- _TASK PROMPT_: Would you copy out, exactly as written, each line from the one containing "fn from(e: PricingError)" to the end of the records below?

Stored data
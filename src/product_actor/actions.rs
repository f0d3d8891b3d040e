//! Custom actions for the Product actor.
//!
//! Stock changes and manual discounts that go beyond a plain edit. They are
//! handled by [`ActorEntity::handle_action`](actor_framework::ActorEntity::handle_action).
//!
//! See [`impl ActorEntity for Product`](crate::model::Product#impl-ActorEntity-for-Product)
//! for the implementation details.

use rust_decimal::Decimal;

#[derive(Debug, Clone, PartialEq)]
pub enum ProductAction {
    /// Removes units from stock, e.g. after a purchase.
    ///
    /// # Errors
    /// Fails with `InsufficientStock` if the amount exceeds available stock.
    ReduceStock(u32),
    /// Replaces the stock level outright.
    SetStock(u32),
    /// Sets the current price to the base price less the given percentage.
    /// The pricing chain is not consulted.
    ///
    /// # Errors
    /// Fails with `InvalidInput` if the percentage is outside `0..=100`.
    ApplyDiscount(Decimal),
}
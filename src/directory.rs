//! Identity lookup used to validate shoppers before ranking or purchases.

use async_trait::async_trait;
use std::collections::BTreeSet;
use tokio::sync::RwLock;

use crate::model::UserId;

#[async_trait]
pub trait IdentityDirectory: Send + Sync {
    async fn exists(&self, user: UserId) -> bool;
}

#[derive(Debug, Default)]
pub struct InMemoryDirectory {
    users: RwLock<BTreeSet<UserId>>,
}

impl InMemoryDirectory {
    pub fn new() -> Self {
        Self::default()
    }

    pub fn with_users(users: impl IntoIterator<Item = UserId>) -> Self {
        Self {
            users: RwLock::new(users.into_iter().collect()),
        }
    }

    pub async fn register(&self, user: UserId) {
        self.users.write().await.insert(user);
    }
}

#[async_trait]
impl IdentityDirectory for InMemoryDirectory {
    async fn exists(&self, user: UserId) -> bool {
        self.users.read().await.contains(&user)
    }
}
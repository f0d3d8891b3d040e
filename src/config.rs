//! # Configuration
//!
//! [`CatalogConfig`] gathers the knobs the catalog reads at startup. Defaults
//! suit local development; [`CatalogConfig::from_env`] overrides them from
//! `CATALOG_*` environment variables.
//!
//! | Variable | Example |
//! |----------|---------|
//! | `CATALOG_TOPIC` | `/topic/inventory` |
//! | `CATALOG_LOW_STOCK_THRESHOLD` | `5` |
//! | `CATALOG_DISCOUNT_TIERS` | `50:10,100:20` (min stock : percent off) |
//! | `CATALOG_STRATEGY` | `best-deals` |
//! | `CATALOG_MAX_RECOMMENDATIONS` | `8` |
//! | `CATALOG_LOG_FORMAT` | `compact` or `json` |
//!
//! Log levels come from `RUST_LOG`, see [`setup_tracing`](crate::lifecycle::setup_tracing).

use rust_decimal::Decimal;
use serde::Deserialize;
use std::str::FromStr;
use thiserror::Error;

use crate::pricing::DiscountTier;
use crate::recommend::RankingStrategy;

#[derive(Debug, Clone, Error, PartialEq)]
pub enum ConfigError {
    #[error("Invalid value for {key}: {reason}")]
    Invalid { key: &'static str, reason: String },
}

#[derive(Debug, Clone, Copy, PartialEq, Eq, Default, Deserialize)]
#[serde(rename_all = "lowercase")]
pub enum LogFormat {
    #[default]
    Compact,
    Json,
}

impl FromStr for LogFormat {
    type Err = String;

    fn from_str(s: &str) -> Result<Self, Self::Err> {
        match s.trim().to_lowercase().as_str() {
            "compact" => Ok(LogFormat::Compact),
            "json" => Ok(LogFormat::Json),
            other => Err(format!("expected `compact` or `json`, got `{other}`")),
        }
    }
}

/// Deserialized documents use camelCase keys throughout, nested tiers included.
#[derive(Debug, Clone, PartialEq, Deserialize)]
#[serde(default, rename_all = "camelCase")]
pub struct CatalogConfig {
    /// Topic every change is published on.
    pub topic: String,
    /// Mailbox size of the product actor. Zero is treated as one.
    pub channel_capacity: usize,
    /// Per-subscriber backlog of the broadcast publisher.
    pub broadcast_capacity: usize,
    /// Stock strictly below this is badged "Low Stock".
    pub low_stock_threshold: u32,
    /// Overstock discounts. Empty means current price tracks base price.
    pub discount_tiers: Vec<DiscountTier>,
    pub initial_strategy: RankingStrategy,
    pub max_recommendations: usize,
    pub log_format: LogFormat,
}

impl Default for CatalogConfig {
    fn default() -> Self {
        Self {
            topic: "/topic/inventory".to_string(),
            channel_capacity: 32,
            broadcast_capacity: 256,
            low_stock_threshold: 5,
            discount_tiers: Vec::new(),
            initial_strategy: RankingStrategy::CollaborativeFiltering,
            max_recommendations: 8,
            log_format: LogFormat::Compact,
        }
    }
}

impl CatalogConfig {
    pub fn from_env() -> Result<Self, ConfigError> {
        Self::from_lookup(|key| std::env::var(key).ok())
    }

    /// Builds a config from an arbitrary key lookup. Missing keys keep their
    /// defaults; present but malformed keys are an error.
    pub fn from_lookup(lookup: impl Fn(&str) -> Option<String>) -> Result<Self, ConfigError> {
        let mut config = Self::default();

        if let Some(topic) = lookup("CATALOG_TOPIC") {
            config.topic = topic;
        }
        if let Some(raw) = lookup("CATALOG_LOW_STOCK_THRESHOLD") {
            config.low_stock_threshold = parse("CATALOG_LOW_STOCK_THRESHOLD", &raw)?;
        }
        if let Some(raw) = lookup("CATALOG_DISCOUNT_TIERS") {
            config.discount_tiers = parse_tiers(&raw)?;
        }
        if let Some(raw) = lookup("CATALOG_STRATEGY") {
            config.initial_strategy = parse("CATALOG_STRATEGY", &raw)?;
        }
        if let Some(raw) = lookup("CATALOG_MAX_RECOMMENDATIONS") {
            config.max_recommendations = parse("CATALOG_MAX_RECOMMENDATIONS", &raw)?;
        }
        if let Some(raw) = lookup("CATALOG_LOG_FORMAT") {
            config.log_format = parse("CATALOG_LOG_FORMAT", &raw)?;
        }
        Ok(config)
    }
}

fn parse<T>(key: &'static str, raw: &str) -> Result<T, ConfigError>
where
    T: FromStr,
    T::Err: std::fmt::Display,
{
    raw.trim().parse().map_err(|e: T::Err| ConfigError::Invalid {
        key,
        reason: e.to_string(),
    })
}

/// Parses `min_stock:percent_off` pairs separated by commas.
fn parse_tiers(raw: &str) -> Result<Vec<DiscountTier>, ConfigError> {
    const KEY: &str = "CATALOG_DISCOUNT_TIERS";
    raw.split(',')
        .map(str::trim)
        .filter(|pair| !pair.is_empty())
        .map(|pair| {
            let (min, pct) = pair.split_once(':').ok_or_else(|| ConfigError::Invalid {
                key: KEY,
                reason: format!("expected `min:percent`, got `{pair}`"),
            })?;
            let percent_off: Decimal = parse(KEY, pct)?;
            if percent_off < Decimal::ZERO || percent_off > Decimal::ONE_HUNDRED {
                return Err(ConfigError::Invalid {
                    key: KEY,
                    reason: format!("percent must be within 0..=100, got {percent_off}"),
                });
            }
            Ok(DiscountTier {
                min_stock: parse(KEY, min)?,
                percent_off,
            })
        })
        .collect()
}
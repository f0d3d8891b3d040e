//! # Framework Errors
//!
//! Errors raised by the actor runtime itself, plus the entity's own error
//! carried through unchanged so clients can match on it.

use crate::entity::ActorEntity;

/// Errors that can occur while talking to a [`ResourceActor`](crate::ResourceActor).
///
/// The type is generic over the entity so that both the identifier of a
/// missing item and the entity's domain error keep their concrete types on
/// the way back to the caller.
#[derive(Debug, thiserror::Error)]
pub enum FrameworkError<T: ActorEntity> {
    #[error("Actor closed")]
    ActorClosed,
    #[error("Actor dropped response channel")]
    ActorDropped,
    #[error("Item not found: {0}")]
    NotFound(T::Id),
    #[error("Entity error: {0}")]
    Entity(#[source] T::Error),
}
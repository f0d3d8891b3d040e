//! # Observability & Tracing
//!
//! [`setup_tracing`] initializes structured logging with the `tracing` crate.
//!
//! - **Levels** come from `RUST_LOG` and default to `info`
//! - **Compact format** for development, shows spans inline
//!   (e.g. `recommend{user=user_1}`)
//! - **JSON format** for log shippers, one object per line
//!
//! Module paths are hidden (`with_target(false)`); the actor logs carry an
//! `entity_type` field instead.
//!
//! ## What Gets Traced
//!
//! - **Actor lifecycle**: startup, shutdown and final store size
//! - **Writes**: create, update, actions and deletes with the product id
//! - **Pricing**: handler failures at `warn`, guarded-field violations at `error`
//! - **Publication**: failed publishes at `warn`
//!
//! ```bash
//! RUST_LOG=debug cargo run
//! CATALOG_LOG_FORMAT=json RUST_LOG=info cargo run
//! ```
//!
//! With `RUST_LOG=info` a stock change reads:
//!
//! ```text
//! INFO Action ok entity_type="Product" id=product_1
//! INFO Recommended strategy=best-deals count=2
//! ```

use tracing_subscriber::EnvFilter;

use crate::config::LogFormat;

/// Installs the global subscriber. Later calls are no-ops, so tests may call
/// this freely.
pub fn setup_tracing(format: LogFormat) {
    let filter = EnvFilter::try_from_default_env().unwrap_or_else(|_| EnvFilter::new("info"));
    let builder = tracing_subscriber::fmt()
        .with_env_filter(filter)
        .with_target(false); // Don't show module paths - we use entity_type instead

    let _ = match format {
        LogFormat::Compact => builder.compact().try_init(),
        LogFormat::Json => builder.json().try_init(),
    };
}
//! Error types for the catalog.

use actor_framework::FrameworkError;
use std::fmt::Display;
use thiserror::Error;

use crate::model::{Product, ProductId, UserId};
use crate::pricing::PricingError;

/// What a [`CatalogError::NotFound`] failed to find.
#[derive(Debug, Clone, Copy, PartialEq, Eq)]
pub enum Missing {
    Product(ProductId),
    User(UserId),
}

impl Display for Missing {
    fn fmt(&self, f: &mut std::fmt::Formatter<'_>) -> std::fmt::Result {
        match self {
            Missing::Product(id) => write!(f, "product {id}"),
            Missing::User(id) => write!(f, "user {id}"),
        }
    }
}

/// Errors that can occur during catalog operations.
#[derive(Debug, Clone, Error, PartialEq)]
pub enum CatalogError {
    /// The product or user does not exist.
    #[error("Not found: {0}")]
    NotFound(Missing),

    /// The requested quantity exceeds the available stock.
    #[error("Insufficient stock: requested {requested}, available {available}")]
    InsufficientStock { requested: u32, available: u32 },

    /// The payload failed validation.
    #[error("Invalid input: {0}")]
    InvalidInput(String),

    /// A pricing handler touched a field it does not own.
    #[error("Pricing handler violation: {0}")]
    HandlerViolation(String),

    /// The product actor is gone.
    #[error("Catalog unavailable: {0}")]
    Unavailable(String),
}

impl CatalogError {
    pub fn product_not_found(id: ProductId) -> Self {
        CatalogError::NotFound(Missing::Product(id))
    }
}

impl From<FrameworkError<Product>> for CatalogError {
    fn from(e: FrameworkError<Product>) -> Self {
        match e {
            FrameworkError::NotFound(id) => CatalogError::product_not_found(id),
            FrameworkError::Entity(inner) => inner,
            closed @ (FrameworkError::ActorClosed | FrameworkError::ActorDropped) => {
                CatalogError::Unavailable(closed.to_string())
            }
        }
    }
}

impl From<PricingError> for CatalogError {
    fn from(e: PricingError) -> Self {
        CatalogError::HandlerViolation(e.to_string())
    }
}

- _RESULT FOR THIS TASK_:
    fn from(e: PricingError) -> Self {
        CatalogError::HandlerViolation(e.to_string())
    }
}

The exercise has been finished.